-- Data under study follows --
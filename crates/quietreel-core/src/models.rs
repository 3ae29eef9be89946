//! Response shapes shared between the API and its clients.

use chrono::{DateTime, Utc};
use serde::{Deserialize, Serialize};

/// Body of `GET /api/ping`
#[derive(Debug, Clone, Serialize, Deserialize, PartialEq, Eq)]
pub struct PingResponse {
    pub message: String,
}

/// Body of `GET /api/demo`
#[derive(Debug, Clone, Serialize, Deserialize)]
pub struct DemoResponse {
    pub message: String,
    #[serde(skip_serializing_if = "Option::is_none")]
    pub timestamp: Option<DateTime<Utc>>,
    #[serde(skip_serializing_if = "Option::is_none")]
    pub environment: Option<String>,
}
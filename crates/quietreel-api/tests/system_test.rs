//! Ping, demo, health and static frontend tests.
//!
//! Run with: `cargo test -p quietreel-api --test system_test`

mod helpers;

use helpers::{setup_test_app, setup_test_app_with, MockMode};
use quietreel_core::models::{DemoResponse, PingResponse};

#[tokio::test]
async fn test_ping() {
    let app = setup_test_app(MockMode::Strip).await;

    let response = app.client().get("/api/ping").await;

    assert_eq!(response.status_code(), 200);
    let body: PingResponse = response.json();
    assert_eq!(body.message, "pong");
}

#[tokio::test]
async fn test_ping_message_is_configurable() {
    let app = setup_test_app_with(MockMode::Strip, |config| {
        config.base.ping_message = "ping pong".to_string();
    })
    .await;

    let body: PingResponse = app.client().get("/api/ping").await.json();
    assert_eq!(body.message, "ping pong");
}

#[tokio::test]
async fn test_demo() {
    let app = setup_test_app(MockMode::Strip).await;

    let response = app.client().get("/api/demo").await;

    assert_eq!(response.status_code(), 200);
    let body: DemoResponse = response.json();
    assert_eq!(body.message, "Hello from the backend server! 🚀");
    assert_eq!(body.environment.as_deref(), Some("test"));
    assert!(body.timestamp.is_some());
}

#[tokio::test]
async fn test_liveness() {
    let app = setup_test_app(MockMode::Strip).await;

    let response = app.client().get("/health").await;

    assert_eq!(response.status_code(), 200);
    let body: serde_json::Value = response.json();
    assert_eq!(body["status"], "alive");
}

#[tokio::test]
async fn test_static_frontend_with_spa_fallback() {
    let frontend = tempfile::tempdir().unwrap();
    std::fs::write(frontend.path().join("index.html"), "<html>app</html>").unwrap();
    std::fs::write(frontend.path().join("app.js"), "console.log(1)").unwrap();
    let static_dir = frontend.path().to_path_buf();

    let app = setup_test_app_with(MockMode::Strip, move |config| {
        config.base.static_dir = Some(static_dir);
    })
    .await;

    let asset = app.client().get("/app.js").await;
    assert_eq!(asset.status_code(), 200);
    assert_eq!(asset.text(), "console.log(1)");

    let route = app.client().get("/videos/recent").await;
    assert_eq!(route.status_code(), 200);
    assert_eq!(route.text(), "<html>app</html>");

    // API routes still win over the frontend
    let ping: PingResponse = app.client().get("/api/ping").await.json();
    assert_eq!(ping.message, "pong");
}

#[tokio::test]
async fn test_unknown_route_without_frontend_is_not_found() {
    let app = setup_test_app(MockMode::Strip).await;

    let response = app.client().get("/videos/recent").expect_failure().await;

    assert_eq!(response.status_code(), 404);
}
//! Quietreel Processing Library
//!
//! Upload validation, staged file models and the external transcoder invocation.

pub mod upload;
pub mod validator;
#[cfg(feature = "video")]
pub mod video;

pub use upload::{ProcessedFile, UploadedFile};
pub use validator::{IntakeError, UploadValidator};
#[cfg(feature = "video")]
pub use video::{
    completion_channel, FFmpegService, TranscodeCompleter, TranscodeError, TranscodeHandle,
    TranscodeInvoker, TranscodeJob, TranscodeOutcome,
};
//! Quietreel Storage Library
//!
//! Short-lived staging storage for inbound uploads and transcoder output.
//!
//! # File name format
//!
//! Every staged file lives directly in the staging directory and is named
//! `{namespace prefix}{unix millis}-{sequence}-{sanitized base name}`. Upload and
//! output files use distinct prefixes so the two namespaces never overlap.
//!
//! Names are reserved with an exclusive create, and every reservation is handed out
//! as a [`StagedFile`] guard that removes the file when released or dropped.

pub(crate) mod keys;
pub mod local;
pub mod staged;
pub mod traits;

pub use keys::Namespace;
pub use local::LocalStaging;
pub use staged::{release_path, StagedFile};
pub use traits::{StagingStore, StorageError, StorageResult};
//! Test helpers: build AppState and router for integration tests.
//!
//! The transcoder is replaced by [`MockTranscoder`], so no ffmpeg binary is needed.
//! Run with: `cargo test -p quietreel-api`.

#![allow(dead_code)]

use axum_test::TestServer;
use quietreel_api::setup::routes;
use quietreel_api::AppState;
use quietreel_core::{Config, MediaProcessorConfig};
use quietreel_processing::{
    completion_channel, TranscodeError, TranscodeHandle, TranscodeInvoker, TranscodeJob,
    TranscodeOutcome,
};
use quietreel_storage::LocalStaging;
use std::path::{Path, PathBuf};
use std::sync::atomic::{AtomicUsize, Ordering};
use std::sync::{Arc, Mutex};
use std::time::Duration;
use tempfile::TempDir;

/// Marker the mock prepends to "transcoded" output so tests can tell input and output apart
pub const OUTPUT_MARKER: &[u8] = b"video-only:";

#[derive(Debug, Clone, Copy)]
pub enum MockMode {
    /// Writes `OUTPUT_MARKER` followed by the input bytes and succeeds
    Strip,
    /// Fails without touching the output
    Fail,
    /// Writes a partial output file, then fails
    PartialThenFail,
}

pub struct MockTranscoder {
    mode: MockMode,
    calls: AtomicUsize,
    last_output: Mutex<Option<PathBuf>>,
}

impl MockTranscoder {
    pub fn new(mode: MockMode) -> Self {
        Self {
            mode,
            calls: AtomicUsize::new(0),
            last_output: Mutex::new(None),
        }
    }

    pub fn calls(&self) -> usize {
        self.calls.load(Ordering::SeqCst)
    }

    pub fn last_output(&self) -> Option<PathBuf> {
        self.last_output.lock().unwrap().clone()
    }
}

impl TranscodeInvoker for MockTranscoder {
    fn start(&self, job: TranscodeJob) -> TranscodeHandle {
        self.calls.fetch_add(1, Ordering::SeqCst);
        *self.last_output.lock().unwrap() = Some(job.output_path.clone());
        let (completer, handle) = completion_channel();
        let mode = self.mode;

        tokio::spawn(async move {
            let outcome = match mode {
                MockMode::Strip => match tokio::fs::read(&job.input_path).await {
                    Ok(input) => {
                        let mut output = OUTPUT_MARKER.to_vec();
                        output.extend_from_slice(&input);
                        match tokio::fs::write(&job.output_path, &output).await {
                            Ok(()) => TranscodeOutcome::Succeeded {
                                output_bytes: output.len() as u64,
                                elapsed: Duration::from_millis(1),
                            },
                            Err(e) => TranscodeOutcome::Failed(TranscodeError::Launch(e.to_string())),
                        }
                    }
                    Err(e) => TranscodeOutcome::Failed(TranscodeError::Launch(e.to_string())),
                },
                MockMode::Fail => TranscodeOutcome::Failed(TranscodeError::NonZeroExit {
                    code: Some(1),
                    stderr: "Invalid data found when processing input".to_string(),
                }),
                MockMode::PartialThenFail => {
                    let _ = tokio::fs::write(&job.output_path, b"partial").await;
                    TranscodeOutcome::Failed(TranscodeError::NonZeroExit {
                        code: Some(1),
                        stderr: "Conversion failed!".to_string(),
                    })
                }
            };
            completer.complete(outcome);
        });

        handle
    }
}

/// Test application: server plus the owned staging directory and mock transcoder.
pub struct TestApp {
    pub server: TestServer,
    pub transcoder: Arc<MockTranscoder>,
    pub staging_dir: PathBuf,
    _temp_dir: TempDir,
}

impl TestApp {
    pub fn client(&self) -> &TestServer {
        &self.server
    }

    pub fn transcoder_calls(&self) -> usize {
        self.transcoder.calls()
    }

    /// Extension of the output path handed to the most recent transcode
    pub fn last_output_extension(&self) -> Option<String> {
        self.transcoder
            .last_output()
            .and_then(|p| p.extension().map(|e| e.to_string_lossy().into_owned()))
    }

    pub fn staged_files(&self) -> Vec<String> {
        staged_files(&self.staging_dir)
    }

    /// Wait for background releases (after a streamed response) to settle.
    pub async fn wait_for_empty_staging(&self) -> Vec<String> {
        for _ in 0..200 {
            let files = self.staged_files();
            if files.is_empty() {
                return files;
            }
            tokio::time::sleep(Duration::from_millis(10)).await;
        }
        self.staged_files()
    }
}

fn staged_files(dir: &Path) -> Vec<String> {
    std::fs::read_dir(dir)
        .unwrap()
        .map(|entry| entry.unwrap().file_name().to_string_lossy().into_owned())
        .collect()
}

pub fn test_config(staging_dir: &Path) -> MediaProcessorConfig {
    let staging = staging_dir.to_string_lossy().into_owned();
    MediaProcessorConfig::from_lookup(|key| match key {
        "STAGING_DIR" => Some(staging.clone()),
        "ENVIRONMENT" => Some("test".to_string()),
        _ => None,
    })
    .unwrap()
}

/// Setup test app with an isolated staging directory.
pub async fn setup_test_app(mode: MockMode) -> TestApp {
    setup_test_app_with(mode, |_| {}).await
}

/// Setup test app, adjusting the configuration first (e.g. a lower upload ceiling).
pub async fn setup_test_app_with<F>(mode: MockMode, adjust: F) -> TestApp
where
    F: FnOnce(&mut MediaProcessorConfig),
{
    let temp_dir = tempfile::tempdir().unwrap();
    let staging_dir = temp_dir.path().join("staging");

    let mut media_config = test_config(&staging_dir);
    adjust(&mut media_config);
    let config = Config(Box::new(media_config));

    let staging = LocalStaging::new(config.staging_dir()).await.unwrap();
    let transcoder = Arc::new(MockTranscoder::new(mode));
    let state = Arc::new(AppState::new(
        config.clone(),
        Arc::new(staging),
        transcoder.clone(),
    ));

    let router = routes::setup_routes(&config, state).unwrap();
    let server = TestServer::new(router).unwrap();

    TestApp {
        server,
        transcoder,
        staging_dir,
        _temp_dir: temp_dir,
    }
}
pub mod headers;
-- Data under study concluded --
- [Exercise prompt] What this exercise asks for is every line of the data above with the word "match".

- [Your response]
            let outcome = match mode {
                MockMode::Strip => match tokio::fs::read(&job.input_path).await {
                        match tokio::fs::write(&job.output_path, &output).await {
    MediaProcessorConfig::from_lookup(|key| match key {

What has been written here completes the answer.